> _Exercise objective_: The data below is to be set down exactly.

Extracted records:
= = = =
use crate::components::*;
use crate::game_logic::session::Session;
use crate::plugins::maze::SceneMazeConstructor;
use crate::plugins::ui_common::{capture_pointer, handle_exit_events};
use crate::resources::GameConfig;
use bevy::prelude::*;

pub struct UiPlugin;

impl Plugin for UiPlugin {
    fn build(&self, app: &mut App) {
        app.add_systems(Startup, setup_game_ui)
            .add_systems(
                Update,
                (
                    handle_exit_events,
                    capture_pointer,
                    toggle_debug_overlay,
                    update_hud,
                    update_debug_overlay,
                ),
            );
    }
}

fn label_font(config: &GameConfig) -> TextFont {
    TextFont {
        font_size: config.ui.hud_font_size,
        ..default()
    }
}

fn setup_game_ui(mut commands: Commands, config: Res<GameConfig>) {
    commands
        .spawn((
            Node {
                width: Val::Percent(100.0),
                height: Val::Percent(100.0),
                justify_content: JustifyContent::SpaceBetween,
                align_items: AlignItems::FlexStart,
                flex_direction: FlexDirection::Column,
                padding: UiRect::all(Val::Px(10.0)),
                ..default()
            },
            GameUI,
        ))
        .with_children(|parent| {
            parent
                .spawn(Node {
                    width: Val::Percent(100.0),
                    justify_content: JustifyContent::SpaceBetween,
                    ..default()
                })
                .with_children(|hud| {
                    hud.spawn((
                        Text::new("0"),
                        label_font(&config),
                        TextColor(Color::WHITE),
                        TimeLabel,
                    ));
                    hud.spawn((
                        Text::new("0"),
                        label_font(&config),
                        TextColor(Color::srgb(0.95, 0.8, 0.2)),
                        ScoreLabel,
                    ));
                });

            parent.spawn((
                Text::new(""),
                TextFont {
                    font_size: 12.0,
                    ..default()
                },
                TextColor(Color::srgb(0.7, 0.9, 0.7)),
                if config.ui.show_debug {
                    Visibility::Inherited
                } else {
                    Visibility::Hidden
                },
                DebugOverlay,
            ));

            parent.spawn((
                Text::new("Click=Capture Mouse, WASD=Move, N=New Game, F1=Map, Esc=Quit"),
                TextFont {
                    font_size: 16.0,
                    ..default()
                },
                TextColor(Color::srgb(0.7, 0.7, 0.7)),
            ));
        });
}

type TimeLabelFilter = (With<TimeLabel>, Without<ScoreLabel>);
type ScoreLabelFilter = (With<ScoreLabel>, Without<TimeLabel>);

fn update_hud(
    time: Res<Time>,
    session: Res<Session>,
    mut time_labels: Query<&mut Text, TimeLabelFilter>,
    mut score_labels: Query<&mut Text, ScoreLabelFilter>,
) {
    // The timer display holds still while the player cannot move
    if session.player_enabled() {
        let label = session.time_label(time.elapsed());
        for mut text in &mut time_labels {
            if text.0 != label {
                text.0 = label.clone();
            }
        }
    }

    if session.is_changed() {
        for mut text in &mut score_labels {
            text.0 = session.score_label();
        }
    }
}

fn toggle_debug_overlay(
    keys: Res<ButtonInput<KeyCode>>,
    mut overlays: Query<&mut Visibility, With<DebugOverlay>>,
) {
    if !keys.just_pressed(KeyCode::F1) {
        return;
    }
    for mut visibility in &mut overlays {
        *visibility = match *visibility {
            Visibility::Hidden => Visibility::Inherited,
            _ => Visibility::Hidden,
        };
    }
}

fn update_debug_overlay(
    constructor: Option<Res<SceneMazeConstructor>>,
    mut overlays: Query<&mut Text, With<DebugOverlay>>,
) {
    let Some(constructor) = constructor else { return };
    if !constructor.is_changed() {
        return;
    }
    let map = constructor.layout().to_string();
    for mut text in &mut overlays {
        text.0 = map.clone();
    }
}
= = = =
> _Completed task_:
use crate::components::*;
use crate::game_logic::session::Session;
use crate::plugins::maze::SceneMazeConstructor;
use crate::plugins::ui_common::{capture_pointer, handle_exit_events};
use crate::resources::GameConfig;
use bevy::prelude::*;

pub struct UiPlugin;

impl Plugin for UiPlugin {
    fn build(&self, app: &mut App) {
        app.add_systems(Startup, setup_game_ui)
            .add_systems(
                Update,
                (
                    handle_exit_events,
                    capture_pointer,
                    toggle_debug_overlay,
                    update_hud,
                    update_debug_overlay,
                ),
            );
    }
}

fn label_font(config: &GameConfig) -> TextFont {
    TextFont {
        font_size: config.ui.hud_font_size,
        ..default()
    }
}

fn setup_game_ui(mut commands: Commands, config: Res<GameConfig>) {
    commands
        .spawn((
            Node {
                width: Val::Percent(100.0),
                height: Val::Percent(100.0),
                justify_content: JustifyContent::SpaceBetween,
                align_items: AlignItems::FlexStart,
                flex_direction: FlexDirection::Column,
                padding: UiRect::all(Val::Px(10.0)),
                ..default()
            },
            GameUI,
        ))
        .with_children(|parent| {
            parent
                .spawn(Node {
                    width: Val::Percent(100.0),
                    justify_content: JustifyContent::SpaceBetween,
                    ..default()
                })
                .with_children(|hud| {
                    hud.spawn((
                        Text::new("0"),
                        label_font(&config),
                        TextColor(Color::WHITE),
                        TimeLabel,
                    ));
                    hud.spawn((
                        Text::new("0"),
                        label_font(&config),
                        TextColor(Color::srgb(0.95, 0.8, 0.2)),
                        ScoreLabel,
                    ));
                });

            parent.spawn((
                Text::new(""),
                TextFont {
                    font_size: 12.0,
                    ..default()
                },
                TextColor(Color::srgb(0.7, 0.9, 0.7)),
                if config.ui.show_debug {
                    Visibility::Inherited
                } else {
                    Visibility::Hidden
                },
                DebugOverlay,
            ));

            parent.spawn((
                Text::new("Click=Capture Mouse, WASD=Move, N=New Game, F1=Map, Esc=Quit"),
                TextFont {
                    font_size: 16.0,
                    ..default()
                },
                TextColor(Color::srgb(0.7, 0.7, 0.7)),
            ));
        });
}

type TimeLabelFilter = (With<TimeLabel>, Without<ScoreLabel>);
type ScoreLabelFilter = (With<ScoreLabel>, Without<TimeLabel>);

fn update_hud(
    time: Res<Time>,
    session: Res<Session>,
    mut time_labels: Query<&mut Text, TimeLabelFilter>,
    mut score_labels: Query<&mut Text, ScoreLabelFilter>,
) {
    // The timer display holds still while the player cannot move
    if session.player_enabled() {
        let label = session.time_label(time.elapsed());
        for mut text in &mut time_labels {
            if text.0 != label {
                text.0 = label.clone();
            }
        }
    }

    if session.is_changed() {
        for mut text in &mut score_labels {
            text.0 = session.score_label();
        }
    }
}

fn toggle_debug_overlay(
    keys: Res<ButtonInput<KeyCode>>,
    mut overlays: Query<&mut Visibility, With<DebugOverlay>>,
) {
    if !keys.just_pressed(KeyCode::F1) {
        return;
    }
    for mut visibility in &mut overlays {
        *visibility = match *visibility {
            Visibility::Hidden => Visibility::Inherited,
            _ => Visibility::Hidden,
        };
    }
}

fn update_debug_overlay(
    constructor: Option<Res<SceneMazeConstructor>>,
    mut overlays: Query<&mut Text, With<DebugOverlay>>,
) {
    let Some(constructor) = constructor else { return };
    if !constructor.is_changed() {
        return;
    }
    let map = constructor.layout().to_string();
    for mut text in &mut overlays {
        text.0 = map.clone();
    }
}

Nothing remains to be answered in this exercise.